### Your task:
Here are some records; copy every line that holds the word "collect".

....

/// Assert the dump of `output` is exactly `lines`.
fn assert_tree(output: &ParseOutput, lines: &[&str]) {
    let expected: String = lines.iter().map(|l| format!("{l}\n")).collect();
    assert_eq!(dump(output), expected);
}

fn tree_errors(output: &ParseOutput) -> Vec<TreeErrorKind> {
    output
        .errors
        .iter()
        .filter_map(|e| match e.kind {
            ErrorKind::Tree(kind) => Some(kind),
            ErrorKind::Tokenizer(_) => None,
        })
        .collect()
}

#[test]
fn test_document_structure() {
    let output = parse("<!DOCTYPE html><html><head></head><body></body></html>");
    assert!(!output.is_fragment());
    assert!(output.errors.is_empty());
    assert_tree(
        &output,
        &["| <!DOCTYPE html>", "| <html>", "|   <head>", "|   <body>"],
    );

    let html = output.document.document_element().unwrap();
    assert_eq!(output.document.tag_name(html).as_deref(), Some("html"));
    assert!(output.document.body().is_some());
}

#[test]
fn test_implied_elements() {
    let output = parse("<!DOCTYPE html><p>Hello");
    assert_tree(
        &output,
        &[
            "| <!DOCTYPE html>",
            "| <html>",
            "|   <head>",
            "|   <body>",
            "|     <p>",
            "|       \"Hello\"",
        ],
    );
}

#[test]
fn test_missing_doctype_is_quirks() {
    let output = parse("<p>x");
    assert_eq!(output.document.compat_mode, CompatMode::Quirks);
    assert!(tree_errors(&output).contains(&TreeErrorKind::MissingDoctype));

    let output = parse("<!DOCTYPE html><p>x");
    assert_eq!(output.document.compat_mode, CompatMode::NoQuirks);
}

#[test]
fn test_doctype_identifiers_in_dump() {
    let output = parse(r#"<!DOCTYPE html PUBLIC "-//W3C//DTD HTML 4.01//EN">"#);
    let first = output.document.children(NodeId::ROOT).next().unwrap();
    assert!(matches!(
        &output.document.get(first).unwrap().node_type,
        NodeType::DocumentType(d) if d.public_id == "-//W3C//DTD HTML 4.01//EN"
    ));
    assert!(dump(&output).starts_with("| <!DOCTYPE html \"-//W3C//DTD HTML 4.01//EN\" \"\">\n"));
}

#[test]
fn test_table_in_paragraph_depends_on_quirks() {
    let quirks = parse("<p><table></table>");
    assert_tree(
        &quirks,
        &["| <html>", "|   <head>", "|   <body>", "|     <p>", "|       <table>"],
    );

    let standards = parse("<!DOCTYPE html><p><table></table>");
    assert_tree(
        &standards,
        &[
            "| <!DOCTYPE html>",
            "| <html>",
            "|   <head>",
            "|   <body>",
            "|     <p>",
            "|     <table>",
        ],
    );
}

....

### Task output:
    let expected: String = lines.iter().map(|l| format!("{l}\n")).collect();
        .collect()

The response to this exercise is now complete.